Return only the lines of the listing below that run from the line with "and accessors for" through the line with "use dicom_object::InMemDicomObject;", both ends included, exactly as written.

*-*-*

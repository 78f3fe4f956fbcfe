//! DIMSE command sets
//!
//! Builders for the request command sets this SCU issues and accessors for
//! the response command sets it consumes. Command sets are always encoded in
//! Implicit VR Little Endian by the link layer.

use dicom_core::{DataElement, PrimitiveValue, Tag, VR};
use dicom_dictionary_std::tags;
use dicom_object::mem::InMemElement;
use dicom_object::InMemDicomObject;

use crate::error::{DimseError, Result};
use crate::types::{string_value, uid_value, DimseStatus, TransferProgress};

/// Command Field values (PS3.7 E.1)
pub mod field {
    pub const C_STORE_RQ: u16 = 0x0001;
    pub const C_STORE_RSP: u16 = 0x8001;
    pub const C_FIND_RQ: u16 = 0x0020;
    pub const C_FIND_RSP: u16 = 0x8020;
    pub const C_MOVE_RQ: u16 = 0x0021;
    pub const C_MOVE_RSP: u16 = 0x8021;
    pub const C_ECHO_RQ: u16 = 0x0030;
    pub const C_ECHO_RSP: u16 = 0x8030;
}

/// Command Data Set Type meaning "no dataset follows"
pub const NO_DATASET: u16 = 0x0101;
/// Command Data Set Type meaning "a dataset follows"
pub const DATASET_PRESENT: u16 = 0x0000;
/// Priority LOW, used for every request we issue
pub const PRIORITY_LOW: u16 = 0x0002;

/// One DIMSE message: a command set and an optional dataset
#[derive(Debug, Clone)]
pub struct DimseMessage {
    pub command: InMemDicomObject,
    pub dataset: Option<InMemDicomObject>,
}

impl DimseMessage {
    pub fn new(command: InMemDicomObject, dataset: Option<InMemDicomObject>) -> Self {
        Self { command, dataset }
    }

    pub fn command_field(&self) -> Result<u16> {
        required_u16(&self.command, tags::COMMAND_FIELD)
    }

    pub fn message_id_responded(&self) -> Option<u16> {
        optional_u16(&self.command, tags::MESSAGE_ID_BEING_RESPONDED_TO)
    }

    /// Raw status of a response
    pub fn status_code(&self) -> Result<u16> {
        required_u16(&self.command, tags::STATUS)
    }

    pub fn status(&self) -> Result<DimseStatus> {
        self.status_code().map(DimseStatus::from_code)
    }

    /// Sub-operation counters of a C-MOVE response, if the peer sent any.
    ///
    /// Missing individual counters read as zero.
    pub fn sub_operations(&self) -> Option<TransferProgress> {
        let remaining = optional_u16(&self.command, tags::NUMBER_OF_REMAINING_SUBOPERATIONS);
        let completed = optional_u16(&self.command, tags::NUMBER_OF_COMPLETED_SUBOPERATIONS);
        let failed = optional_u16(&self.command, tags::NUMBER_OF_FAILED_SUBOPERATIONS);
        if remaining.is_none() && completed.is_none() && failed.is_none() {
            return None;
        }
        Some(TransferProgress::new(
            u32::from(completed.unwrap_or(0)),
            u32::from(remaining.unwrap_or(0)),
            u32::from(failed.unwrap_or(0)),
        ))
    }

    /// Check that this message answers `message_id` with the expected field.
    pub fn expect_response(&self, expected_field: u16, message_id: u16) -> Result<()> {
        let command_field = self.command_field()?;
        if command_field != expected_field {
            return Err(DimseError::protocol(format!(
                "unexpected command field 0x{:04x}, expected 0x{:04x}",
                command_field, expected_field
            )));
        }
        match self.message_id_responded() {
            Some(id) if id != message_id => Err(DimseError::protocol(format!(
                "response to message {} while waiting for {}",
                id, message_id
            ))),
            _ => Ok(()),
        }
    }
}

/// Whether a command set announces a following dataset
pub fn has_dataset(command: &InMemDicomObject) -> bool {
    optional_u16(command, tags::COMMAND_DATA_SET_TYPE)
        .map(|t| t != NO_DATASET)
        .unwrap_or(false)
}

pub fn echo_rq(message_id: u16, sop_class_uid: &str) -> InMemDicomObject {
    InMemDicomObject::command_from_element_iter([
        DataElement::new(tags::AFFECTED_SOP_CLASS_UID, VR::UI, uid_value(sop_class_uid)),
        us(tags::COMMAND_FIELD, field::C_ECHO_RQ),
        us(tags::MESSAGE_ID, message_id),
        us(tags::COMMAND_DATA_SET_TYPE, NO_DATASET),
    ])
}

pub fn find_rq(message_id: u16, sop_class_uid: &str) -> InMemDicomObject {
    InMemDicomObject::command_from_element_iter([
        DataElement::new(tags::AFFECTED_SOP_CLASS_UID, VR::UI, uid_value(sop_class_uid)),
        us(tags::COMMAND_FIELD, field::C_FIND_RQ),
        us(tags::MESSAGE_ID, message_id),
        us(tags::PRIORITY, PRIORITY_LOW),
        us(tags::COMMAND_DATA_SET_TYPE, DATASET_PRESENT),
    ])
}

pub fn move_rq(message_id: u16, sop_class_uid: &str, destination: &str) -> InMemDicomObject {
    InMemDicomObject::command_from_element_iter([
        DataElement::new(tags::AFFECTED_SOP_CLASS_UID, VR::UI, uid_value(sop_class_uid)),
        us(tags::COMMAND_FIELD, field::C_MOVE_RQ),
        us(tags::MESSAGE_ID, message_id),
        us(tags::PRIORITY, PRIORITY_LOW),
        us(tags::COMMAND_DATA_SET_TYPE, DATASET_PRESENT),
        DataElement::new(
            tags::MOVE_DESTINATION,
            VR::AE,
            PrimitiveValue::from(padded_ae(destination)),
        ),
    ])
}

pub fn store_rq(
    message_id: u16,
    sop_class_uid: &str,
    sop_instance_uid: &str,
) -> InMemDicomObject {
    InMemDicomObject::command_from_element_iter([
        DataElement::new(tags::AFFECTED_SOP_CLASS_UID, VR::UI, uid_value(sop_class_uid)),
        us(tags::COMMAND_FIELD, field::C_STORE_RQ),
        us(tags::MESSAGE_ID, message_id),
        us(tags::PRIORITY, PRIORITY_LOW),
        us(tags::COMMAND_DATA_SET_TYPE, DATASET_PRESENT),
        DataElement::new(
            tags::AFFECTED_SOP_INSTANCE_UID,
            VR::UI,
            uid_value(sop_instance_uid),
        ),
    ])
}

/// Affected SOP Class UID of a command set, without padding
pub fn affected_sop_class(command: &InMemDicomObject) -> String {
    string_value(command, tags::AFFECTED_SOP_CLASS_UID)
}

fn us(tag: Tag, value: u16) -> InMemElement {
    DataElement::new(tag, VR::US, PrimitiveValue::from(value))
}

fn padded_ae(ae: &str) -> String {
    let mut value = ae.to_string();
    if value.len() % 2 == 1 {
        value.push(' ');
    }
    value
}

fn optional_u16(obj: &InMemDicomObject, tag: Tag) -> Option<u16> {
    obj.get(tag).and_then(|e| e.to_int::<u16>().ok())
}

fn required_u16(obj: &InMemDicomObject, tag: Tag) -> Result<u16> {
    obj.get(tag)
        .ok_or_else(|| DimseError::protocol(format!("command set is missing {}", tag)))?
        .to_int::<u16>()
        .map_err(|e| DimseError::protocol(format!("invalid value for {}: {}", tag, e)))
}
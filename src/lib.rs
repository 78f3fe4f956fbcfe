pub mod cli;
pub mod config;

use std::fs::File;
use std::sync::Mutex;

use anyhow::Context;
use tracing_subscriber::{prelude::*, EnvFilter};

use crate::config::LoggingConfig;

/// Install the global tracing subscriber.
///
/// Logs go to stderr (stdout carries JSON results) and, when enabled, to a
/// file as well. `RUST_LOG` overrides the configured level.
pub fn init_logging(config: &LoggingConfig) -> anyhow::Result<()> {
    let filter = || {
        EnvFilter::try_from_default_env().or_else(|_| EnvFilter::try_new(&config.level))
    };

    let stderr_layer = tracing_subscriber::fmt::layer()
        .with_file(true)
        .with_line_number(true)
        .with_writer(std::io::stderr)
        .with_filter(filter()?);

    if config.log_to_file {
        let file = File::create(&config.log_file_path)
            .with_context(|| format!("cannot create log file {}", config.log_file_path))?;
        let file_layer = tracing_subscriber::fmt::layer()
            .with_file(true)
            .with_line_number(true)
            .with_ansi(false)
            .with_writer(Mutex::new(file))
            .with_filter(filter()?);

        tracing_subscriber::registry()
            .with(stderr_layer)
            .with(file_layer)
            .try_init()
            .context("failed to initialize logging")?;
    } else {
        tracing_subscriber::registry()
            .with(stderr_layer)
            .try_init()
            .context("failed to initialize logging")?;
    }
    Ok(())
}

*-*-*

(ANSWER):
//! Builders for the request command sets this SCU issues and accessors for
//! the response command sets it consumes. Command sets are always encoded in
//! Implicit VR Little Endian by the link layer.

use dicom_core::{DataElement, PrimitiveValue, Tag, VR};
use dicom_dictionary_std::tags;
use dicom_object::mem::InMemElement;
use dicom_object::InMemDicomObject;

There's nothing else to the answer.